#### [PROBLEM TO SOLVE]
Print exactly the lines below between the line holding "the push stage" and the line holding "Verdict, incoming: Verdict", inclusive, and nothing more.

#### [PROVIDED RECORDS]
//! Parse Failure Taxonomy
//!
//! Every structural check a parser performs has its own [`Violation`] value,
//! and every violation renders to a stable machine code. Paired with the
//! parser that raised it ([`ParseFailure`]) the code identifies the exact
//! check that rejected a log.

use crate::ParserKind;
use crate::verdict::Verdict;
use std::fmt;
use thiserror::Error;

/// A field a parser extracts from a log
#[derive(Debug, Clone, Copy, PartialEq, Eq, Hash)]
pub enum Field {
    /// Verification verdict
    Verdict,
    /// Overall elapsed time
    Time,
    /// AND-gate count after network simplification
    AndCount,
    /// Logic level count of the network
    LevelCount,
    /// Number of ternary simulations
    TerSimCount,
    /// Average literal count seen by ternary simulation
    TerSimLiterals,
    /// Average literal removal count of ternary simulation
    TerSimRemovals,
    /// Total runtime spent in ternary simulation
    TerSimTotalTime,
    /// Average runtime of one ternary simulation
    TerSimAverageTime,
    /// Total generalization runtime
    TotalRuntime,
    /// Runtime of the literal removal stage
    RemoveStageTime,
    /// Runtime of the push stage
    PushStageTime,
    /// Runtime of UNSAT-core generalization
    UnsatGenTime,
    /// Runtime of cube propagation
    PropagationTime,
}

impl Field {
    /// Stable kebab-case name used in failure codes
    pub fn code(self) -> &'static str {
        match self {
            Field::Verdict => "verdict",
            Field::Time => "time",
            Field::AndCount => "and-count",
            Field::LevelCount => "level-count",
            Field::TerSimCount => "tersim-count",
            Field::TerSimLiterals => "tersim-literals",
            Field::TerSimRemovals => "tersim-removals",
            Field::TerSimTotalTime => "tersim-total-time",
            Field::TerSimAverageTime => "tersim-average-time",
            Field::TotalRuntime => "total-runtime",
            Field::RemoveStageTime => "remove-stage-time",
            Field::PushStageTime => "push-stage-time",
            Field::UnsatGenTime => "unsat-gen-time",
            Field::PropagationTime => "propagation-time",
        }
    }
}

impl fmt::Display for Field {
    fn fmt(&self, f: &mut fmt::Formatter<'_>) -> fmt::Result {
        f.write_str(self.code())
    }
}

/// Feature-gating flags announced by a "feature absent" marker line
#[derive(Debug, Clone, Copy, PartialEq, Eq, Hash)]
pub enum Gate {
    /// No ternary simulation was performed
    NoTerSim,
    /// The property was reduced to a combinational check
    Combinational,
    /// No UNSAT generalization was performed
    NoUnsatGen,
    /// No cube propagation was performed
    NoPropagation,
}

impl Gate {
    /// Stable kebab-case name used in failure codes
    pub fn code(self) -> &'static str {
        match self {
            Gate::NoTerSim => "no-tersim",
            Gate::Combinational => "combinational",
            Gate::NoUnsatGen => "no-unsat-gen",
            Gate::NoPropagation => "no-propagation",
        }
    }
}

impl fmt::Display for Gate {
    fn fmt(&self, f: &mut fmt::Formatter<'_>) -> fmt::Result {
        f.write_str(self.code())
    }
}

/// A structural invariant broken by a log
#[derive(Debug, Clone, PartialEq, Error)]
pub enum Violation {
    #[error("verdict {incoming} reported after verdict {held}")]
    VerdictConflict { held: Verdict, incoming: Verdict },

    #[error("{0} marker appears more than once")]
    Duplicate(Field),

    #[error("{0} never reported")]
    Missing(Field),

    #[error("{field} value {text:?} is not a valid number")]
    Malformed { field: Field, text: String },

    #[error("{0} marker is not followed by its value line")]
    Truncated(Field),

    #[error("{field} reported {found} time(s), expected exactly {expected}")]
    Occurrences {
        field: Field,
        expected: usize,
        found: usize,
    },

    #[error("{field} reported although the log announces {gate}")]
    GateConflict { gate: Gate, field: Field },
}

impl Violation {
    /// Stable machine code of the violated check
    pub fn code(&self) -> String {
        match self {
            Violation::VerdictConflict { held, incoming } => {
                format!("verdict-conflict/{}-{}", held.code(), incoming.code())
            }
            Violation::Duplicate(field) => format!("duplicate/{}", field),
            Violation::Missing(field) => format!("missing/{}", field),
            Violation::Malformed { field, .. } => format!("malformed/{}", field),
            Violation::Truncated(field) => format!("truncated/{}", field),
            Violation::Occurrences { field, .. } => format!("occurrences/{}", field),
            Violation::GateConflict { gate, field } => {
                format!("gate-conflict/{}/{}", gate, field)
            }
        }
    }
}

/// A rejected log: which parser rejected it and why
#[derive(Debug, Clone, PartialEq, Error)]
#[error("{parser} rejected log ({}): {violation}", .violation.code())]
pub struct ParseFailure {
    /// Parser that performed the failing check
    pub parser: ParserKind,
    /// The violated invariant
    pub violation: Violation,
}

impl ParseFailure {
    /// Unique code `<parser>/<check>`
    pub fn code(&self) -> String {
        format!("{}/{}", self.parser, self.violation.code())
    }
}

#### [RESPONSE BELOW]
    /// Runtime of the push stage
    PushStageTime,
    /// Runtime of UNSAT-core generalization
    UnsatGenTime,
    /// Runtime of cube propagation
    PropagationTime,
}

impl Field {
    /// Stable kebab-case name used in failure codes
    pub fn code(self) -> &'static str {
        match self {
            Field::Verdict => "verdict",
            Field::Time => "time",
            Field::AndCount => "and-count",
            Field::LevelCount => "level-count",
            Field::TerSimCount => "tersim-count",
            Field::TerSimLiterals => "tersim-literals",
            Field::TerSimRemovals => "tersim-removals",
            Field::TerSimTotalTime => "tersim-total-time",
            Field::TerSimAverageTime => "tersim-average-time",
            Field::TotalRuntime => "total-runtime",
            Field::RemoveStageTime => "remove-stage-time",
            Field::PushStageTime => "push-stage-time",
            Field::UnsatGenTime => "unsat-gen-time",
            Field::PropagationTime => "propagation-time",
        }
    }
}

impl fmt::Display for Field {
    fn fmt(&self, f: &mut fmt::Formatter<'_>) -> fmt::Result {
        f.write_str(self.code())
    }
}

/// Feature-gating flags announced by a "feature absent" marker line
#[derive(Debug, Clone, Copy, PartialEq, Eq, Hash)]
pub enum Gate {
    /// No ternary simulation was performed
    NoTerSim,
    /// The property was reduced to a combinational check
    Combinational,
    /// No UNSAT generalization was performed
    NoUnsatGen,
    /// No cube propagation was performed
    NoPropagation,
}

impl Gate {
    /// Stable kebab-case name used in failure codes
    pub fn code(self) -> &'static str {
        match self {
            Gate::NoTerSim => "no-tersim",
            Gate::Combinational => "combinational",
            Gate::NoUnsatGen => "no-unsat-gen",
            Gate::NoPropagation => "no-propagation",
        }
    }
}

impl fmt::Display for Gate {
    fn fmt(&self, f: &mut fmt::Formatter<'_>) -> fmt::Result {
        f.write_str(self.code())
    }
}

/// A structural invariant broken by a log
#[derive(Debug, Clone, PartialEq, Error)]
pub enum Violation {
    #[error("verdict {incoming} reported after verdict {held}")]
    VerdictConflict { held: Verdict, incoming: Verdict },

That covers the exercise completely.